Utley's skipped off the top of a section of the brick batter's eye about 6 feet deeper than the section Howard's cleared. Utley's homer also traveled on a flatter trajectory, so it would travel farther.
Regardless, Utley is proud of the homer. Especially since no one expected it to travel much more than the 401 feet it takes to clear the centerfield fence.
"I knew it was a homer, but I didn't think it was going that freaking far," Pat Burrell said.
"He absolutely mashed that ball," Aaron Rowand said. "I knew it was gone, but it never came down."
"I hit that pretty hard," Utley said. Considering most of his homers fly out to rightfield, he allowed: "I might have pulled some balls [harder], but that surprised me a little bit."
It didn't surprise Howard, and it didn't surprise his manager.
"We get to see it every day," Howard said.
"Utley's a lot stronger than you think he is," Charlie Manuel said. "He has tremendous weight shift and he creates a lot of bat speed."
Certainly, the 6-1, 205-pound Utley isn't as strong as the 6-4, 265-pound Howard. However, after gaining 15 pounds in the offseason and finding pitchers staying away from his quick hands, he has taken a page from Howard's book.
"He's been working a lot on hitting the ball the other way," Manuel said.
He needed to. Utley was hitting .213 with two homers and six RBI and was 1-for-17 with runners in scoring position before Saturday, when Manuel held a meeting in which he encouraged his better hitters to stop pressing. Utley entered last night 5-for-12 with two homers, three doubles and seven RBI since the meeting. The double he crushed last night in the sixth off starter Jason Bergmann went about 380 feet to left-centerfield - an 0-2 outside pitch that Utley went with.
"Sometimes, you have to give in as a hitter," Utley said. "Ideally, you'd like to hit every ball to the right-center gap as a lefthanded hitter. It doesn't happen all the time. Sometimes, you have to give in and work with what they're giving you."
Which is what he did when he hit the longest homer of his career.

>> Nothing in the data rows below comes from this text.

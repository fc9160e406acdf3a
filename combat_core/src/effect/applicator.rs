//! Effect applicators - chance-gated rules that apply combat effects
//!
//! Applicators from different sources (equipment, attacks, effects) that are
//! equivalent per [`EffectApplicator::matches`] are merged into one bucket
//! entry by chance addition, and split back out by chance subtraction when
//! the source goes away. Splitting something that was never merged indicates
//! a corrupted call graph and is fatal.

use super::condition::{ApplicatorCondition, CharacterValues, TriggerContext};
use serde::{Deserialize, Serialize};
use std::collections::{BTreeMap, HashMap};

/// Combat event that can fire applicators
#[derive(Debug, Clone, Copy, PartialEq, Eq, Hash, Serialize, Deserialize)]
#[serde(rename_all = "snake_case")]
pub enum EffectTrigger {
    PreAttack,
    HitWithAttack,
    MissedWithAttack,
    BeingAttacked,
    HitByAttack,
    Rebirth,
}

/// Which character the effect lands on, relative to the trigger owner
#[derive(Debug, Clone, Copy, PartialEq, Eq, Default, Serialize, Deserialize)]
#[serde(rename_all = "snake_case")]
pub enum ApplicatorTarget {
    /// The character whose trigger fired
    Own,
    /// That character's opponent
    #[default]
    Target,
}

/// A conditional extra chance on top of the base chance
#[derive(Debug, Clone, PartialEq, Serialize, Deserialize)]
pub struct ConditionalChance {
    pub condition: ApplicatorCondition,
    pub extra_chance: f64,
}

/// A chance-gated rule applying a combat effect when its trigger fires
#[derive(Debug, Clone, PartialEq, Serialize, Deserialize)]
pub struct EffectApplicator {
    pub trigger: EffectTrigger,
    pub effect_id: String,
    pub base_chance: f64,
    #[serde(default)]
    pub conditions: Vec<ConditionalChance>,
    #[serde(default)]
    pub target: ApplicatorTarget,
    #[serde(default)]
    pub bypass_barrier: bool,
    /// Parameters seeded into the active effect on application
    #[serde(default)]
    pub initial_params: BTreeMap<String, f64>,
}

impl EffectApplicator {
    /// Unconditional applicator with a flat chance
    pub fn new(trigger: EffectTrigger, effect_id: impl Into<String>, base_chance: f64) -> Self {
        EffectApplicator {
            trigger,
            effect_id: effect_id.into(),
            base_chance,
            conditions: Vec::new(),
            target: ApplicatorTarget::Target,
            bypass_barrier: false,
            initial_params: BTreeMap::new(),
        }
    }

    /// Synthetic 100%-chance applicator (curses, scripted applications)
    pub fn guaranteed(trigger: EffectTrigger, effect_id: impl Into<String>) -> Self {
        EffectApplicator::new(trigger, effect_id, 100.0)
    }

    pub fn targeting(mut self, target: ApplicatorTarget) -> Self {
        self.target = target;
        self
    }

    pub fn bypassing_barrier(mut self) -> Self {
        self.bypass_barrier = true;
        self
    }

    pub fn with_condition(mut self, condition: ApplicatorCondition, extra_chance: f64) -> Self {
        self.conditions.push(ConditionalChance {
            condition,
            extra_chance,
        });
        self
    }

    pub fn with_param(mut self, name: impl Into<String>, value: f64) -> Self {
        self.initial_params.insert(name.into(), value);
        self
    }

    /// Merge/split equivalence: same trigger, effect, target selector, and
    /// condition list. Chance is deliberately excluded.
    pub fn matches(&self, other: &EffectApplicator) -> bool {
        self.trigger == other.trigger
            && self.effect_id == other.effect_id
            && self.target == other.target
            && self.conditions == other.conditions
    }

    /// Total chance once satisfied conditions have contributed
    pub fn chance_to_apply(&self, ctx: &TriggerContext, values: &CharacterValues) -> f64 {
        let extra: f64 = self
            .conditions
            .iter()
            .filter(|c| c.condition.evaluate(ctx, values))
            .map(|c| c.extra_chance)
            .sum();
        self.base_chance + extra
    }
}

/// Per-character buckets of merged applicators, keyed by trigger
#[derive(Debug, Clone, Default)]
pub struct ApplicatorBuckets {
    buckets: HashMap<EffectTrigger, Vec<EffectApplicator>>,
}

impl ApplicatorBuckets {
    pub fn new() -> Self {
        ApplicatorBuckets::default()
    }

    /// Merge an applicator in, adding `applicator.base_chance * multiplier`
    /// to the matching entry (or inserting a scaled copy).
    pub fn merge(&mut self, applicator: &EffectApplicator, multiplier: f64) {
        let bucket = self.buckets.entry(applicator.trigger).or_default();
        match bucket.iter_mut().find(|a| a.matches(applicator)) {
            Some(existing) => {
                existing.base_chance += applicator.base_chance * multiplier;
            }
            None => {
                let mut scaled = applicator.clone();
                scaled.base_chance *= multiplier;
                bucket.push(scaled);
            }
        }
    }

    /// Split an applicator back out, subtracting its scaled chance.
    ///
    /// # Panics
    ///
    /// Panics if no matching entry exists or more chance is split out than
    /// was merged in; both indicate a corrupted merge/split pairing.
    pub fn split(&mut self, applicator: &EffectApplicator, multiplier: f64) {
        let bucket = self
            .buckets
            .get_mut(&applicator.trigger)
            .unwrap_or_else(|| {
                panic!(
                    "split of applicator for effect '{}' with empty trigger bucket",
                    applicator.effect_id
                )
            });
        let index = bucket
            .iter()
            .position(|a| a.matches(applicator))
            .unwrap_or_else(|| {
                panic!(
                    "split of applicator for effect '{}' that was never merged",
                    applicator.effect_id
                )
            });

        let entry = &mut bucket[index];
        let removed = applicator.base_chance * multiplier;
        assert!(
            entry.base_chance - removed > -1e-9,
            "split of applicator for effect '{}' removes more chance ({removed}) than present ({})",
            applicator.effect_id,
            entry.base_chance
        );
        entry.base_chance -= removed;
        if entry.base_chance <= 1e-9 {
            bucket.remove(index);
        }
        if bucket.is_empty() {
            self.buckets.remove(&applicator.trigger);
        }
    }

    /// Applicators registered for a trigger (empty slice if none)
    pub fn for_trigger(&self, trigger: EffectTrigger) -> &[EffectApplicator] {
        self.buckets.get(&trigger).map(Vec::as_slice).unwrap_or(&[])
    }

    pub fn clear(&mut self) {
        self.buckets.clear();
    }
}
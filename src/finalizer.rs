use alloc::sync::Arc;
use core::future::Future;
use futures::future::{BoxFuture, FutureExt as _};

use crate::any::{RcAny, TypeInfo};

/// Hook that is awaited for a cached value when the container owning it is disposed.
///
/// Implemented for closures like `|pool: Arc<Pool>| async move { pool.close().await }`.
pub trait Finalizer<Dep>: Clone + 'static {
    fn finalize(&mut self, dependency: Arc<Dep>) -> impl Future<Output = Result<(), anyhow::Error>> + Send;
}

pub(crate) type BoxedFinalizer = Arc<dyn Fn(RcAny) -> BoxFuture<'static, Result<(), anyhow::Error>> + Send + Sync>;

#[must_use]
pub(crate) fn boxed_finalizer<Dep, Fin>(finalizer: Fin) -> BoxedFinalizer
where
    Dep: Send + Sync + 'static,
    Fin: Finalizer<Dep> + Send + Sync,
{
    Arc::new(move |dependency: RcAny| {
        let mut finalizer = finalizer.clone();

        async move {
            let dependency = dependency.downcast::<Dep>().map_err(|dependency| {
                anyhow::anyhow!(
                    "Finalizer expects `{}`, but the cached value has another type ({:?})",
                    TypeInfo::of::<Dep>(),
                    TypeInfo::of_erased(&dependency).id,
                )
            })?;
            finalizer.finalize(dependency).await
        }
        .boxed()
    })
}

impl<F, Fut, Dep> Finalizer<Dep> for F
where
    F: FnMut(Arc<Dep>) -> Fut + Clone + 'static,
    Fut: Future<Output = Result<(), anyhow::Error>> + Send,
{
    #[inline]
    fn finalize(&mut self, dependency: Arc<Dep>) -> impl Future<Output = Result<(), anyhow::Error>> + Send {
        self(dependency)
    }
}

"When I first hit it, I thought it had a chance to go out. I've only hit a couple to centerfield here," Utley said. "I definitely didn't think it was going that far."
How far it went, comparatively, remains open to debate.
With Matt Smith struggling to command his slider and fastball, Manuel feels he has no go-to lefthander in his bullpen.
The Phillies hope 21-year-old Fabio Castro, who flopped in spring training this season, remains effective at Triple A Ottawa, where he has been used as a reliever to get ready for a call-up. Castro, a starter in winter ball, had allowed one earned run in five relief appearances entering last night.
Manuel said he will not use lefthanded starters Jamie Moyer or Cole Hamels out of the 'pen between starts, as Joe Torre did Sunday with Yankees lefthanded starter Andy Pettitte. Moyer's between-starts routine is too rigid, Manuel said, and Hamels' delicate health is too precious.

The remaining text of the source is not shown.